Muizenberg Beach

Muizenberg is one of Cape Town’s most iconic and beloved beaches, known the world over for its colourful beach huts — one of the most reproduced images in all of South Africa.
The beach huts The iconic image of Muizenberg is its rows of beach huts — small wooden cabins painted in vivid, contrasting colours lined up directly on the sand. Red and white, yellow and blue, green and orange — each cabin is different, and together they form an absolutely delightful graphic composition, especially when photographed from above with the beach and ocean as a backdrop. These Victorian cabins date from the late 19th century and are listed as historical monuments. They encapsulate the relaxed seaside spirit of the Cape Peninsula.

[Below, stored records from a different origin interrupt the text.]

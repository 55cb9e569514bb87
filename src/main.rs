use anyhow::{Context, Result};
use clap::Parser;
use ldap_directory::server::{LdapServer, ServerOptions};
use ldap_directory::store::open_store;
use ldap_directory::{run_metrics_server, tls, Config, Directory, Metrics};
use std::path::PathBuf;
use std::sync::atomic::{AtomicBool, Ordering};
use std::sync::Arc;
use tokio_util::sync::CancellationToken;
use tracing::{error, info, warn};

#[derive(Parser)]
#[command(name = "ldap-directory")]
#[command(about = "LDAP v3 directory server with pluggable storage and ACLs")]
struct Args {
    /// Configuration file path (built-in defaults when omitted)
    #[arg(short, long, value_name = "FILE")]
    config: Option<PathBuf>,

    /// Listen URL (overrides config; e.g. ldap://:1389)
    #[arg(short = 'l', long, value_name = "URL")]
    listen: Option<String>,

    /// Enable debug logging
    #[arg(short, long)]
    debug: bool,
}

#[tokio::main]
async fn main() -> Result<()> {
    let args = Args::parse();

    let log_level = if args.debug { "debug" } else { "info" };
    tracing_subscriber::fmt()
        .with_env_filter(format!("ldap_directory={},info", log_level))
        .init();

    info!("Starting LDAP directory");

    let mut config = match &args.config {
        Some(path) => {
            info!("Configuration source: file {:?}", path);
            Config::from_file(path)?
        }
        None => {
            warn!("No --config given, using built-in defaults");
            Config::default()
        }
    };
    if let Some(url) = args.listen {
        config.listen.url = url;
    }

    info!("Configuration loaded:");
    info!("  Listen URL: {}", config.listen.url);
    info!("  Base DN: {}", config.directory.base_dn);
    info!("  Store: {:?}", config.store.kind);
    info!("  ACL rules: {}", config.directory.acl.len());

    let store = open_store(&config.store).await?;
    let directory = Arc::new(Directory::new(&config.directory, store)?);
    directory.init().await.context("Failed to initialize directory")?;

    let need_ldaps = config.listen.url.starts_with("ldaps://");
    let tls_acceptor = match &config.tls {
        Some(tls_config) => {
            let acceptor = tls::acceptor(tls_config)?;
            info!("TLS enabled for listener (LDAPS or StartTLS)");
            Some(acceptor)
        }
        None if need_ldaps => anyhow::bail!("LDAPS (ldaps://) requires a tls section in config"),
        None => None,
    };
    let options = ServerOptions::from_config(&config.listen, tls_acceptor)?;

    let metrics = Arc::new(Metrics::new());
    let listener = LdapServer::bind(&config.listen.url).await?;
    let listening = Arc::new(AtomicBool::new(true));

    if let Some(addr) = config.metrics_listen.clone() {
        let metrics_for_http = Arc::clone(&metrics);
        let directory_for_ready = Arc::clone(&directory);
        let listening_for_ready = Arc::clone(&listening);
        let ready = Arc::new(move || {
            directory_for_ready.is_initialized() && listening_for_ready.load(Ordering::Acquire)
        });
        tokio::spawn(async move {
            if let Err(e) = run_metrics_server(&addr, metrics_for_http, ready).await {
                error!("Metrics server error: {}", e);
            }
        });
    }

    let server = LdapServer::new(directory, metrics, options);
    let shutdown = CancellationToken::new();
    let token = shutdown.clone();
    let mut handle = tokio::spawn(async move { server.serve(listener, token).await });

    tokio::select! {
        result = tokio::signal::ctrl_c() => {
            result.context("Failed to listen for shutdown signal")?;
            info!("Shutdown requested, notifying clients");
        }
        finished = &mut handle => {
            listening.store(false, Ordering::Release);
            finished.context("LDAP server task failed")??;
            return Ok(());
        }
    }

    listening.store(false, Ordering::Release);
    shutdown.cancel();
    match tokio::time::timeout(config.shutdown_timeout(), handle).await {
        Ok(joined) => joined.context("LDAP server task failed")??,
        Err(_) => warn!(
            "Sessions still open after {:?}, exiting anyway",
            config.shutdown_timeout()
        ),
    }
    info!("LDAP directory stopped");
    Ok(())
}
pub mod acl;
pub mod config;
pub mod directory;
pub mod dn;
pub mod ldap_protocol;
pub mod metrics;
pub mod password;
pub mod server;
pub mod store;
pub mod tls;

pub use config::Config;
pub use directory::Directory;
pub use metrics::{Metrics, run_metrics_server};
pub use server::{Handler, LdapServer};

A beginner surfer’s paradise Muizenberg is the go-to surf beach for beginners in South Africa, and one of the best in the world for learning. The reason is simple: its waves are long, consistent, not too powerful and form far from the shore, giving plenty of time to stand up on the board. Dozens of surf schools operate on the beach, and on weekends hundreds of beginners of all ages can be seen trying to find their feet under the supervision of patient instructors. The atmosphere is joyful, relaxed and welcoming — very different from more serious surf spots like Jeffreys Bay.
The warmer waters of False Bay Muizenberg sits on the False Bay coastline, facing east, which means its waters are influenced by the warm Indian Ocean current rather than the cold Benguela Current that sweeps the Atlantic coast. In practice, the water here is significantly warmer than at Clifton or Camps Bay — sometimes by as much as 5 to 8 degrees. For families with children and swimmers who would rather not freeze, Muizenberg is Cape Town’s beach of choice.
The history Muizenberg is one of the oldest seaside resorts in South Africa, enjoying its golden age in the late 19th and early 20th centuries, when it was the favourite summer destination of the British colonial elite and wealthy Cape families. Cecil Rhodes, the mining magnate and colonial politician, owned a house here — Rust en Vreugde — where he died in 1902, and which is now preserved as a museum. The town also holds military historical significance: it was the site of the Battle of Muizenberg in 1795, in which the British seized control of the Cape Colony from the Batavians.
The surf and cultural scene Over the decades, Muizenberg has developed a distinctly bohemian surf culture. The neighbourhood around the beach, particularly York Road, is dotted with trendy cafés, relaxed restaurants, vintage surf shops and independent art galleries. It is a favourite haunt of young Capetonians, artists and surfers who appreciate its less polished atmosphere compared to more upmarket areas like Camps Bay. The Empire Café and the Muizenberg Beach Café are local institutions where people come as much to watch the surfers as to enjoy a good coffee.
Marine wildlife Muizenberg and False Bay are known to be frequented by great white sharks, drawn by the seal colony on nearby Seal Island. Monitoring and alert systems are in place on the beach, with colour-coded flags indicating the level of risk. Attacks remain rare but the presence of sharks is very real — something that does not prevent local surfers from heading out daily with remarkable composure.
The peninsula Muizenberg is an excellent base for exploring the Cape Peninsula southward — Kalk Bay with its picturesque fishing harbour and antique dealers, Simon’s Town and Boulders Beach, and then Cape Point. To the north, the road follows False Bay toward Somerset West and the Stellenbosch wine estates. It is an ideally positioned base from which to explore in every direction.
Kalk Bay — the unmissable neighbour Just two kilometres from Muizenberg lies Kalk Bay, one of the most charming coastal villages on the Cape. Its small artisan fishing harbour, seafood restaurants on the quayside, antique and bric-a-brac shops, and bohemian village atmosphere make it an essential stop on the same day as Muizenberg.